La línea es puramente Richard, la verdad subyacente pura belleza. Puede que no tengas máquinas de humo y un sistema de iluminación con el que jugar, pero ¿quién no se ha dejado llevar por la necesidad ferviente, nacida del dolor, de hacer que todos sepan cuánto significaba una persona y lo que significaba para ti? Y al final, ¿qué más puedes hacer sino confiar en el material, confiar en los recuerdos, confiar en el amor en la habitación, confiar en la humanidad común de todos?
Esto es en realidad de lo que se trata American Classic. Richard (porque sigue siendo él mismo, aunque Kline siempre modera su narcisismo con suficiente autoconocimiento eventual para mantenernos de su lado) anuncia al final del elogio fúnebre que va a restaurar la fortuna del teatro produciendo, dirigiendo y posiblemente incluso protagonizando la obra clásica Our Town de Thornton Wilder. Debajo de la comedia de modales del pueblo pequeño, el programa de Hoffman/Martin se convierte en una meditación sobre … Dios, me va a hacer decirlo, creo … el poder del arte. No es forzado: la historia, la gente y los chistes son lo primero, especialmente una vez que comienza el elenco, pero es dulce y conmovedor. Se vuelve aún más conmovedor por la auténtica creencia en ese poder, que impregna la serie, llena de actores conocidos al menos tanto en su EE.UU. natal por su trabajo en el escenario como por sus carreras en el cine y la televisión.

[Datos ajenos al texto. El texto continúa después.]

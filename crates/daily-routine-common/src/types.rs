use std::fmt;
use std::str::FromStr;

use chrono::{NaiveDate, NaiveTime};
use serde::{Deserialize, Serialize};

use crate::error::Error;

/// Category an activity belongs to.
///
/// The menu presents these as choices 1 through 5 and the store keeps the
/// upper-case name.
#[derive(Debug, Clone, Copy, PartialEq, Eq, Hash, Serialize, Deserialize)]
#[serde(rename_all = "SCREAMING_SNAKE_CASE")]
pub enum Role {
    Work,
    Leisure,
    Health,
    Education,
    Other,
}

impl Role {
    /// All roles in menu order.
    pub const ALL: [Role; 5] =
        [Role::Work, Role::Leisure, Role::Health, Role::Education, Role::Other];

    /// Look up a role by its 1-based menu index.
    pub fn from_choice(choice: i64) -> Result<Self, Error> {
        match choice {
            1 => Ok(Role::Work),
            2 => Ok(Role::Leisure),
            3 => Ok(Role::Health),
            4 => Ok(Role::Education),
            5 => Ok(Role::Other),
            other => Err(Error::InvalidRoleChoice(other.to_string())),
        }
    }

    pub fn choice(self) -> i64 {
        match self {
            Role::Work => 1,
            Role::Leisure => 2,
            Role::Health => 3,
            Role::Education => 4,
            Role::Other => 5,
        }
    }

    /// Stored representation.
    pub fn as_str(self) -> &'static str {
        match self {
            Role::Work => "WORK",
            Role::Leisure => "LEISURE",
            Role::Health => "HEALTH",
            Role::Education => "EDUCATION",
            Role::Other => "OTHER",
        }
    }

    /// Label shown in the role menu.
    pub fn label(self) -> &'static str {
        match self {
            Role::Work => "Work",
            Role::Leisure => "Leisure",
            Role::Health => "Health",
            Role::Education => "Education",
            Role::Other => "Other",
        }
    }
}

impl fmt::Display for Role {
    fn fmt(&self, f: &mut fmt::Formatter<'_>) -> fmt::Result {
        f.write_str(self.as_str())
    }
}

impl FromStr for Role {
    type Err = Error;

    fn from_str(s: &str) -> Result<Self, Self::Err> {
        Role::ALL
            .into_iter()
            .find(|role| role.as_str() == s)
            .ok_or_else(|| Error::UnknownRole(s.to_string()))
    }
}

/// Everything about an activity except its identifier.
///
/// This is what an update replaces.
#[derive(Debug, Clone, PartialEq, Eq, Serialize, Deserialize)]
pub struct ActivityFields {
    pub name: String,
    pub description: String,
    pub date: NaiveDate,
    pub start_time: NaiveTime,
    pub end_time: NaiveTime,
    pub role: Role,
}

/// One daily-routine record.
#[derive(Debug, Clone, PartialEq, Eq, Serialize, Deserialize)]
pub struct Activity {
    pub id: String,
    pub name: String,
    pub description: String,
    pub date: NaiveDate,
    pub start_time: NaiveTime,
    pub end_time: NaiveTime,
    pub role: Role,
}

impl Activity {
    pub fn new(id: impl Into<String>, fields: ActivityFields) -> Self {
        Self {
            id: id.into(),
            name: fields.name,
            description: fields.description,
            date: fields.date,
            start_time: fields.start_time,
            end_time: fields.end_time,
            role: fields.role,
        }
    }

    /// Whole minutes between start and end, truncated toward zero.
    ///
    /// Negative when the end time is earlier than the start time.
    pub fn duration_minutes(&self) -> i64 {
        (self.end_time - self.start_time).num_minutes()
    }

    pub fn format_details(&self) -> String {
        format!(
            "ID: {}, Name: {}, Role: {}, Duration: {} minutes",
            self.id,
            self.name,
            self.role,
            self.duration_minutes()
        )
    }
}
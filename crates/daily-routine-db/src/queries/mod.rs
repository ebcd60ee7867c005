pub mod activities;

pub use activities::ActivityQueries;
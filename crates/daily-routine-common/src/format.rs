use crate::types::Activity;

const RULE_WIDTH: usize = 92;

fn row(columns: [&str; 7]) -> String {
    format!(
        "{:<10} {:<20} {:<30} {:<15} {:<10} {:<10} {:<10}\n",
        columns[0], columns[1], columns[2], columns[3], columns[4], columns[5], columns[6]
    )
}

/// Render activities as the fixed-width table shown by the view command.
///
/// Columns are padded but never truncated, so long values push the rest of
/// the row to the right.
pub fn render_table(activities: &[Activity]) -> String {
    let mut out = row(["ID", "Name", "Description", "Date", "Start Time", "End Time", "Role"]);
    out.push_str(&"-".repeat(RULE_WIDTH));
    out.push('\n');

    for activity in activities {
        let date = activity.date.format("%Y-%m-%d").to_string();
        let start = activity.start_time.format("%H:%M:%S").to_string();
        let end = activity.end_time.format("%H:%M:%S").to_string();
        out.push_str(&row([
            &activity.id,
            &activity.name,
            &activity.description,
            &date,
            &start,
            &end,
            activity.role.as_str(),
        ]));
    }

    out
}

#[cfg(test)]
mod tests {
    use super::*;
    use crate::types::{ActivityFields, Role};
    use chrono::{NaiveDate, NaiveTime};

    #[test]
    fn test_empty_table_has_header_and_rule() {
        let table = render_table(&[]);
        let lines: Vec<&str> = table.lines().collect();

        assert_eq!(lines.len(), 2);
        assert!(lines[0].starts_with("ID         Name                 Description"));
        assert_eq!(lines[1], "-".repeat(92));
    }

    #[test]
    fn test_row_columns_are_fixed_width() {
        let activity = Activity::new(
            "A1",
            ActivityFields {
                name: "Gym".to_string(),
                description: "Weights".to_string(),
                date: NaiveDate::from_ymd_opt(2024, 5, 1).unwrap(),
                start_time: NaiveTime::from_hms_opt(7, 0, 0).unwrap(),
                end_time: NaiveTime::from_hms_opt(8, 0, 0).unwrap(),
                role: Role::Health,
            },
        );

        let table = render_table(&[activity]);
        let line = table.lines().nth(2).unwrap();

        assert_eq!(&line[0..11], "A1         ");
        assert_eq!(&line[11..32], "Gym                  ");
        assert_eq!(&line[32..63], "Weights                        ");
        assert_eq!(&line[63..79], "2024-05-01      ");
        assert_eq!(&line[79..90], "07:00:00   ");
        assert_eq!(&line[90..101], "08:00:00   ");
        assert_eq!(line[101..].trim_end(), "HEALTH");
    }
}
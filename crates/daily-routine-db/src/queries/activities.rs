use crate::connection::Database;
use crate::error::{DbError, Result};
use crate::models::DbActivity;
use crate::transaction::{UnitOfWork, WriteOutcome};
use daily_routine_common::{Activity, ActivityFields};

pub struct ActivityQueries;

impl ActivityQueries {
    pub async fn create(db: &Database, activity: &Activity) -> Result<WriteOutcome> {
        let query = sqlx::query(
            r#"
            INSERT INTO activities
            (id, name, description, date, start_time, end_time, role)
            VALUES (?, ?, ?, ?, ?, ?, ?)
            "#,
        )
        .bind(&activity.id)
        .bind(&activity.name)
        .bind(&activity.description)
        .bind(activity.date)
        .bind(activity.start_time)
        .bind(activity.end_time)
        .bind(activity.role.as_str());

        match UnitOfWork::run(db, "create", query).await {
            Err(DbError::Duplicate(_)) => {
                Err(DbError::Duplicate(format!("Activity '{}' already exists", activity.id)))
            }
            other => other,
        }
    }

    /// Every row in storage order.
    pub async fn list(db: &Database) -> Result<Vec<DbActivity>> {
        let pool = db.pool()?;

        sqlx::query_as::<_, DbActivity>(
            "SELECT id, name, description, date, start_time, end_time, role FROM activities",
        )
        .fetch_all(pool)
        .await
        .map_err(DbError::Read)
    }

    pub async fn update(db: &Database, id: &str, fields: &ActivityFields) -> Result<WriteOutcome> {
        let query = sqlx::query(
            r#"
            UPDATE activities
            SET name = ?, description = ?, date = ?, start_time = ?, end_time = ?, role = ?
            WHERE id = ?
            "#,
        )
        .bind(&fields.name)
        .bind(&fields.description)
        .bind(fields.date)
        .bind(fields.start_time)
        .bind(fields.end_time)
        .bind(fields.role.as_str())
        .bind(id);

        UnitOfWork::run(db, "update", query).await
    }

    pub async fn delete(db: &Database, id: &str) -> Result<WriteOutcome> {
        let query = sqlx::query("DELETE FROM activities WHERE id = ?").bind(id);

        UnitOfWork::run(db, "delete", query).await
    }
}
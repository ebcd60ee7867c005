pub mod connection;
pub mod error;
pub mod models;
pub mod queries;
pub mod schema;
pub mod store;
pub mod transaction;

pub use connection::{Database, DatabaseConfig};
pub use error::{DbError, Result};
pub use models::*;
pub use store::ActivityStore;
pub use transaction::{UnitOfWork, WriteOutcome};
use crate::connection::{Database, DatabaseConfig};
use crate::error::Result;
use crate::queries::ActivityQueries;
use crate::transaction::WriteOutcome;
use daily_routine_common::{Activity, ActivityFields};
use tracing::{info, warn};

/// Create, list, update and delete over the `activities` table.
///
/// Each mutating call is its own unit of work. Nothing is cached; `list`
/// always reads the table again.
pub struct ActivityStore {
    db: Database,
}

impl ActivityStore {
    /// Open the session and make sure the table exists.
    pub async fn open(config: DatabaseConfig) -> Result<Self> {
        let db = Database::new(config).await?;
        db.ensure_schema().await?;

        Ok(Self { db })
    }

    pub fn database(&self) -> &Database {
        &self.db
    }

    pub async fn create(&self, activity: &Activity) -> Result<WriteOutcome> {
        let outcome = ActivityQueries::create(&self.db, activity).await?;
        info!("Added activity {} ({})", activity.id, activity.role);

        Ok(outcome)
    }

    pub async fn list(&self) -> Result<Vec<Activity>> {
        ActivityQueries::list(&self.db).await?.into_iter().map(Activity::try_from).collect()
    }

    /// Overwrite every field but the id. An unknown id updates nothing and
    /// still succeeds; check [`WriteOutcome::is_noop`] to tell.
    pub async fn update(&self, id: &str, fields: &ActivityFields) -> Result<WriteOutcome> {
        let outcome = ActivityQueries::update(&self.db, id, fields).await?;
        if outcome.is_noop() {
            warn!("Update matched no activity with id {}", id);
        } else {
            info!("Updated activity {}", id);
        }

        Ok(outcome)
    }

    pub async fn delete(&self, id: &str) -> Result<WriteOutcome> {
        let outcome = ActivityQueries::delete(&self.db, id).await?;
        if outcome.is_noop() {
            warn!("Delete matched no activity with id {}", id);
        } else {
            info!("Deleted {} activity row(s) with id {}", outcome.rows_affected, id);
        }

        Ok(outcome)
    }

    pub async fn close(self) {
        self.db.close().await;
    }
}
use chrono::{NaiveDate, NaiveTime};
use daily_routine_common::{Activity, Role};
use serde::{Deserialize, Serialize};
use sqlx::FromRow;

use crate::error::DbError;

/// A row of the `activities` table as stored.
#[derive(Debug, Clone, FromRow, Serialize, Deserialize)]
pub struct DbActivity {
    pub id: String,
    pub name: String,
    pub description: String,
    pub date: NaiveDate,
    pub start_time: NaiveTime,
    pub end_time: NaiveTime,
    pub role: String,
}

impl TryFrom<DbActivity> for Activity {
    type Error = DbError;

    fn try_from(row: DbActivity) -> Result<Self, Self::Error> {
        let role: Role = row.role.parse().map_err(|_| {
            DbError::InvalidData(format!("Activity {} has unknown role '{}'", row.id, row.role))
        })?;

        Ok(Activity {
            id: row.id,
            name: row.name,
            description: row.description,
            date: row.date,
            start_time: row.start_time,
            end_time: row.end_time,
            role,
        })
    }
}
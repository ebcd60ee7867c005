use anyhow::Result;
use clap::{Parser, Subcommand};
use std::io;
use std::path::{Path, PathBuf};
use tracing::{error, info};
use tracing_subscriber::EnvFilter;

mod commands;
mod config;
mod menu;

use commands::activity::FieldArgs;
use config::CtlConfig;
use daily_routine_db::ActivityStore;
use menu::Console;

const STARTUP_LOG_LEVEL: &str = "warn";

#[derive(Parser)]
#[command(name = "daily-routine")]
#[command(about = "Manage daily routine activities", long_about = None)]
struct Cli {
    #[arg(long, global = true, help = "Configuration file to use")]
    config: Option<PathBuf>,

    #[arg(long, global = true, help = "SQLite database file, overrides the configuration")]
    database: Option<String>,

    #[command(subcommand)]
    command: Option<Commands>,
}

#[derive(Subcommand)]
enum Commands {
    /// Interactive menu (the default)
    Menu,

    Add {
        #[arg(long)]
        id: String,
        #[command(flatten)]
        fields: FieldArgs,
    },

    List {
        #[arg(long, help = "Print as JSON instead of a table")]
        json: bool,
    },

    /// One summary line with duration per activity
    Show,

    Update {
        id: String,
        #[command(flatten)]
        fields: FieldArgs,
    },

    Delete {
        id: String,
    },
}

#[tokio::main]
async fn main() -> Result<()> {
    let cli = Cli::parse();

    let config_path = cli.config.clone().unwrap_or_else(CtlConfig::default_config_path);

    // The configured level is not known yet, so loading runs under a
    // temporary subscriber.
    let startup = tracing_subscriber::fmt()
        .with_env_filter(log_filter(STARTUP_LOG_LEVEL))
        .with_target(false)
        .with_writer(io::stderr)
        .finish();
    let mut config = load_config(&config_path, startup)?;
    if let Some(database) = cli.database {
        config.database.path = database;
    }

    tracing_subscriber::fmt()
        .with_env_filter(log_filter(&config.general.log_level))
        .with_target(false)
        .with_writer(io::stderr)
        .init();
    info!("Using configuration at {:?}", config_path);

    let store = match ActivityStore::open((&config.database).into()).await {
        Ok(store) => store,
        Err(e) => {
            error!("Cannot open activity store at {}: {}", config.database.path, e);
            eprintln!("Database connection failed: {}", e);
            std::process::exit(1);
        }
    };
    info!("Using activity store at {}", config.database.path);

    let result = match cli.command.unwrap_or(Commands::Menu) {
        Commands::Menu => {
            let stdin = io::stdin();
            Console::new(stdin.lock(), io::stdout(), io::stderr()).run(&store).await
        }
        Commands::Add { id, fields } => commands::activity::add(&store, &id, &fields).await,
        Commands::List { json } => commands::activity::list(&store, json).await,
        Commands::Show => commands::activity::show(&store).await,
        Commands::Update { id, fields } => commands::activity::update(&store, &id, &fields).await,
        Commands::Delete { id } => commands::activity::delete(&store, &id).await,
    };

    store.close().await;
    result
}

/// `RUST_LOG` wins over the configured level.
fn log_filter(fallback: &str) -> EnvFilter {
    EnvFilter::try_from_default_env().unwrap_or_else(|_| EnvFilter::new(fallback))
}

fn load_config<S>(path: &Path, subscriber: S) -> Result<CtlConfig>
where
    S: tracing::Subscriber + Send + Sync + 'static,
{
    tracing::subscriber::with_default(subscriber, || CtlConfig::load_from_path(path))
}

La combinación de encanto, ingenio y ternura de American Classic, y especialmente la invitación a perdonar las debilidades humanas ordinarias, recuerda a Ted Lasso y Schitt’s Creek. Sus retro-tropos nos pueden llevar todo el camino de vuelta al animoso joven Mickey Rooney y Judy Garland poniendo el espectáculo justo aquí. Así como esos esfuerzos desviaron las mentes de las audiencias de la pandemia, Trump #1 y la Segunda Guerra Mundial, American Classic sin duda ofrecerá su propio consuelo ahora.
Podrías objetar, como podrías hacer con Lasso y el Creek, el hecho de que no hay nada completamente nuevo aquí, pero eso sería perder el punto. Las delicias recombinantes son cómo nos conocemos a nosotros mismos, cómo una sociedad continúa unida. El único deber es recombinar las cosas bien, mantenerlas frescas y divertidas además de reconfortantes, y eso se cumple plenamente aquí en ocho episodios rápidos, seguros y nunca demasiado cursis.
Maldita sea. Tal vez la obra es la cosa.